Agonist-induced activation of G protein-activated inward rectifying K⁺ (GIRK) channels requires binding of G_bg subunits, released from G_i/o. Whereas in the Xenopus oocyte expression system agonist-independent GIRK current (I_GIRK) is also dependent on G_bg¹, this issue thus far has not been addressed in native cells such as atrial myocytes. We analyzed acetylcholine (ACh)-induced and agonist-independent I_GIRK in rat atrial myocytes using the membrane-targeted G_bg-scavengers m-Phosducin (m-P) or Ga_i1 expressed by adenoviral gene transfer. Expression of m-P resulted in a constitutive, irreversible reduction of ACh-induced I_GIRK by ~ 75%. The remaining current was completely inhibited by continuous (60 s) or 5–8 brief (5 s) repetitive exposures to ACh (10 mM). This use-dependent component was completely reversible.

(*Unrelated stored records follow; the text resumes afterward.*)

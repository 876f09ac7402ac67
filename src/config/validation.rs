//! Configuration validation with detailed error reporting.
//!
//! The [`validate`] function checks a parsed [`Config`] for values that
//! would only fail later at startup or on the first request: a malformed
//! upstream URL, a listen address without a port, or an API key that
//! cannot be carried in an HTTP header. Returns a list of
//! [`ValidationError`] values with per-field suggestions.

use axum::http::HeaderValue;
use url::Url;

use super::model::Config;
use crate::error::ValidationError;

/// Validate the upstream base URL. Returns `Ok(())` or a human-readable error.
pub fn validate_upstream_url(url: &str) -> Result<(), String> {
    match Url::parse(url) {
        Ok(parsed) => {
            let scheme = parsed.scheme();
            if scheme != "http" && scheme != "https" {
                Err(format!(
                    "unsupported scheme '{scheme}' (expected http or https)"
                ))
            } else if parsed.host_str().map_or(true, str::is_empty) {
                Err(format!("'{url}' has no host"))
            } else {
                Ok(())
            }
        }
        Err(_) => Err(format!("'{url}' is not a valid URL")),
    }
}

/// Validate a `host:port` listen address. Host names are allowed and an
/// empty host means all interfaces.
pub fn validate_listen_address(address: &str) -> Result<(), String> {
    if address.is_empty() {
        return Err("address cannot be empty".into());
    }
    match address.rsplit_once(':') {
        Some((_, port)) if port.parse::<u16>().is_ok() => Ok(()),
        Some((_, port)) => Err(format!("'{port}' is not a valid port")),
        None => Err(format!("'{address}' has no port")),
    }
}

pub fn validate(config: &Config) -> Result<(), Vec<ValidationError>> {
    let mut errors = Vec::new();

    if let Err(msg) = validate_upstream_url(&config.grafana.url) {
        errors.push(ValidationError {
            field: "grafana.url".into(),
            message: msg,
            suggestion: if config.grafana.url.contains("://") {
                None
            } else {
                Some(format!("did you mean 'http://{}'?", config.grafana.url))
            },
        });
    }

    if HeaderValue::from_str(&format!("Bearer {}", config.grafana.key)).is_err() {
        errors.push(ValidationError {
            field: "grafana.key".into(),
            message: "contains characters not allowed in an HTTP header".into(),
            suggestion: Some("check for stray newlines around the token".into()),
        });
    }

    if let Err(msg) = validate_listen_address(&config.server.address) {
        errors.push(ValidationError {
            field: "server.address".into(),
            message: msg,
            suggestion: Some("use host:port, e.g. localhost:8080".into()),
        });
    }

    if errors.is_empty() {
        Ok(())
    } else {
        Err(errors)
    }
}

#[must_use]
pub fn format_validation_report(path: &str, config: &Config) -> String {
    let timeout = if config.grafana.timeout == 0 {
        "none".to_string()
    } else {
        format!("{}ms", config.grafana.timeout)
    };
    let cacerts = if config.grafana.cacerts.is_empty() {
        "system roots"
    } else {
        config.grafana.cacerts.as_str()
    };

    let lines = [
        format!("  upstream:   {}", config.grafana.url),
        format!("  datasource: {}", config.grafana.datasource),
        format!(
            "  api key:    {}",
            if config.grafana.key.is_empty() {
                "(empty)"
            } else {
                "set"
            }
        ),
        format!("  ca certs:   {cacerts}"),
        format!("  timeout:    {timeout}"),
        format!("  listen:     {}", config.server.address),
        format!("  log level:  {:?}", config.log.level()),
    ];

    format!("{} is valid\n{}", path, lines.join("\n"))
}

#[cfg(test)]
mod tests {
    use super::*;

    #[test]
    fn default_config_passes() {
        assert!(validate(&Config::default()).is_ok());
    }

    #[test]
    fn invalid_url_fails() {
        let mut config = Config::default();
        config.grafana.url = "not a url".into();
        let errors = validate(&config).unwrap_err();
        assert_eq!(errors.len(), 1);
        assert_eq!(errors[0].field, "grafana.url");
        assert!(errors[0].message.contains("not a valid URL"));
    }

    #[test]
    fn missing_scheme_suggests_http() {
        let mut config = Config::default();
        config.grafana.url = "grafana.local".into();
        let errors = validate(&config).unwrap_err();
        assert_eq!(
            errors[0].suggestion.as_deref(),
            Some("did you mean 'http://grafana.local'?")
        );
    }

    #[test]
    fn non_http_scheme_fails() {
        let mut config = Config::default();
        config.grafana.url = "ftp://grafana.local".into();
        let errors = validate(&config).unwrap_err();
        assert!(errors[0].message.contains("unsupported scheme 'ftp'"));
    }

    #[test]
    fn key_with_newline_fails() {
        let mut config = Config::default();
        config.grafana.key = "abc\n".into();
        let errors = validate(&config).unwrap_err();
        assert!(errors.iter().any(|e| e.field == "grafana.key"));
    }

    #[test]
    fn listen_address_needs_port() {
        assert!(validate_listen_address("localhost:8080").is_ok());
        assert!(validate_listen_address("[::1]:8080").is_ok());
        assert!(validate_listen_address("localhost").is_err());
        assert!(validate_listen_address("localhost:http").is_err());
        assert!(validate_listen_address("").is_err());
        assert!(validate_listen_address(":8080").is_ok());
    }

    #[test]
    fn errors_are_collected_together() {
        let mut config = Config::default();
        config.grafana.url = "nope".into();
        config.server.address = "nowhere".into();
        let errors = validate(&config).unwrap_err();
        assert_eq!(errors.len(), 2);
    }

    #[test]
    fn report_mentions_upstream_and_datasource() {
        let mut config = Config::default();
        config.grafana.datasource = 7;
        let report = format_validation_report("grafana-proxy.yaml", &config);
        assert!(report.starts_with("grafana-proxy.yaml is valid"));
        assert!(report.contains("datasource: 7"));
        assert!(report.contains("ca certs:   system roots"));
    }
}
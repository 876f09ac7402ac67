//! grafana-proxy is a single-upstream HTTP reverse proxy for Grafana.
//!
//! Every inbound request is rewritten to target
//! `<grafana.url>/api/datasources/proxy/<id>/<path>` and sent with an
//! `Authorization: Bearer <grafana.key>` header, so clients can query a
//! datasource without holding the Grafana API key themselves.
//!
//! # Architecture
//!
//! - [`cli`] -- Command-line argument parsing with clap derive macros.
//! - [`cmd`] -- Subcommand dispatch and execution (run, validate).
//! - [`config`] -- Config file loading, `GP_*` environment overrides, and
//!   validation.
//! - [`error`] -- Unified error types using `thiserror`.
//! - [`logging`] -- Structured tracing setup with JSON and pretty-print output.
//! - [`middleware`] -- Per-request access log.
//! - [`proxy`] -- Request rewriting (director) and streaming dispatch to the
//!   upstream.
//! - [`server`] -- Axum router, shared immutable state, HTTP client, and
//!   graceful shutdown.
//! - [`tls`] -- Trust store for outbound TLS (system roots, PEM file, or
//!   directory of PEM files).
//!
//! # Feature Flags
//!
//! | Feature | Description |
//! |---------|-------------|
//! | `yaml` | YAML config file support |
//! | `json` | JSON config file support |
//! | `toml` | TOML config file support |
//! | `file-backends` | All file formats _(enabled by default)_ |

// Binary crate: public functions are internal, not consumed by external users.
#![allow(clippy::missing_errors_doc)]

pub mod cli;
pub mod cmd;
pub mod config;
pub mod error;
pub mod logging;
pub mod middleware;
pub mod proxy;
pub mod server;
pub mod tls;
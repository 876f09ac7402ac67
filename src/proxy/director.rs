//! Rewrites an inbound request so it targets the upstream datasource.
//!
//! The rewrite is a pure function of the [`ProxyTarget`] and the request:
//! scheme and authority are replaced, the inbound path is appended to the
//! datasource proxy path, query strings are merged, and the bearer token
//! replaces whatever `Authorization` the client sent.

use axum::http::{header, HeaderValue, Request, Uri};

use super::target::{merge_query, single_joining_slash, ProxyTarget};
use crate::error::GrafanaProxyError;

pub fn rewrite<B>(target: &ProxyTarget, req: &mut Request<B>) -> Result<(), GrafanaProxyError> {
    let path = single_joining_slash(target.path(), req.uri().path());
    let query = merge_query(target.query(), req.uri().query().unwrap_or(""));
    let path_and_query = if query.is_empty() {
        path
    } else {
        format!("{path}?{query}")
    };

    let uri = Uri::builder()
        .scheme(target.scheme().clone())
        .authority(target.authority().clone())
        .path_and_query(path_and_query)
        .build()
        .map_err(|e| GrafanaProxyError::UriParse {
            source: Box::new(e),
        })?;
    *req.uri_mut() = uri;

    let headers = req.headers_mut();
    headers.insert(header::HOST, target.host().clone());
    if !headers.contains_key(header::USER_AGENT) {
        // Present but empty, so no client default gets filled in.
        headers.insert(header::USER_AGENT, HeaderValue::from_static(""));
    }
    headers.insert(header::AUTHORIZATION, target.authorization().clone());

    Ok(())
}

G_bg-scavenging by m-P, in contrast, did not affect receptor-independent I_GIRK neither in a constitutive nor in a use-dependent fashion, suggesting this mode of GIRK channel activity to be independent of G_bg. Likewise, overexpression of the physiological bg binding protein Ga_i1, in contrast to heterologous expression systems, did not result in augmentation but decreased ACh-induced I_GIRK and had no effect on agonist-independent current. We conclude that in their native signalling environment, in contrast to expression systems, receptor-independent GIRK channel gating does not require binding of G_bg.

¹Rishal I, Porozov Y,Yakubovich D,Varon D, Dascal N (2005) J. Biol. Chem. 280: 16685–16694.